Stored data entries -
:::

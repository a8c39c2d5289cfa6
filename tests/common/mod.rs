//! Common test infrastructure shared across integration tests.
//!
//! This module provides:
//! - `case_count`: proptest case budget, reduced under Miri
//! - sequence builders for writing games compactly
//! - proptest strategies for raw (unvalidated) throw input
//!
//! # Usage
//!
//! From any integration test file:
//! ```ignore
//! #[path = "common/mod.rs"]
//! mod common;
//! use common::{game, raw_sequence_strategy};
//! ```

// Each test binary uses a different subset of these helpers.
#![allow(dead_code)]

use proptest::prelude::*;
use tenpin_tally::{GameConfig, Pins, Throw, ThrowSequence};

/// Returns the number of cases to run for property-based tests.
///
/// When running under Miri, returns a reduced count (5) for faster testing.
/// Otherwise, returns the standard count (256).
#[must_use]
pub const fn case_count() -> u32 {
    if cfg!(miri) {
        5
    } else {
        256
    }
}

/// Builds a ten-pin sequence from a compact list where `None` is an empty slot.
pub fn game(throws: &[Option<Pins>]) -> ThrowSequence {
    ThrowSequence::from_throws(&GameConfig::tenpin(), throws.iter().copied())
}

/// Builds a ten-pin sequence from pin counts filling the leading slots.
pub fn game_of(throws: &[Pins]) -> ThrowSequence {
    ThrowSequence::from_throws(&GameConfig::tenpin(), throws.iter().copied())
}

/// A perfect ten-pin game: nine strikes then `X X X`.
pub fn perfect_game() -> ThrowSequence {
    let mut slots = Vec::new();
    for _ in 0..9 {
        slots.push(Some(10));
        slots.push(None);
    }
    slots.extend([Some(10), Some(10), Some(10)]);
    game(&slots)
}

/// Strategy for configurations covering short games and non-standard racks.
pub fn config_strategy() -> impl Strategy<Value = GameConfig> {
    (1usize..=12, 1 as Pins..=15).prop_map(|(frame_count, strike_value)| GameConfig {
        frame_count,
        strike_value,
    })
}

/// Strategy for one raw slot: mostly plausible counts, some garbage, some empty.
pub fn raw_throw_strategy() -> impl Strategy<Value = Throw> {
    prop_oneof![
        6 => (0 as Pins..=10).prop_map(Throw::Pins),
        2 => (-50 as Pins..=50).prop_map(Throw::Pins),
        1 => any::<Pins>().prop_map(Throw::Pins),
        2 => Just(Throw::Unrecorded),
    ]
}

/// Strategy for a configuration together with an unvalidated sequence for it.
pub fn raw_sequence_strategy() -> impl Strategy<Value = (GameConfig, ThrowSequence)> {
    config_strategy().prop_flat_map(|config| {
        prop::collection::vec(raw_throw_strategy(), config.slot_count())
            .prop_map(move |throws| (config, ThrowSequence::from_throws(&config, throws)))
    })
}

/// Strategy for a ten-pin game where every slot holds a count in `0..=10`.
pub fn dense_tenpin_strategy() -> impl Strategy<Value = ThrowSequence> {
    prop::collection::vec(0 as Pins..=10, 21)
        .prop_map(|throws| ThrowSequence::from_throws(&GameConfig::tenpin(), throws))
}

:::

AIM OF THE TASK - Count up the lines in the entries above where the word "empty" appears, and give the figure with nothing added.

FINISHED EXERCISE - 2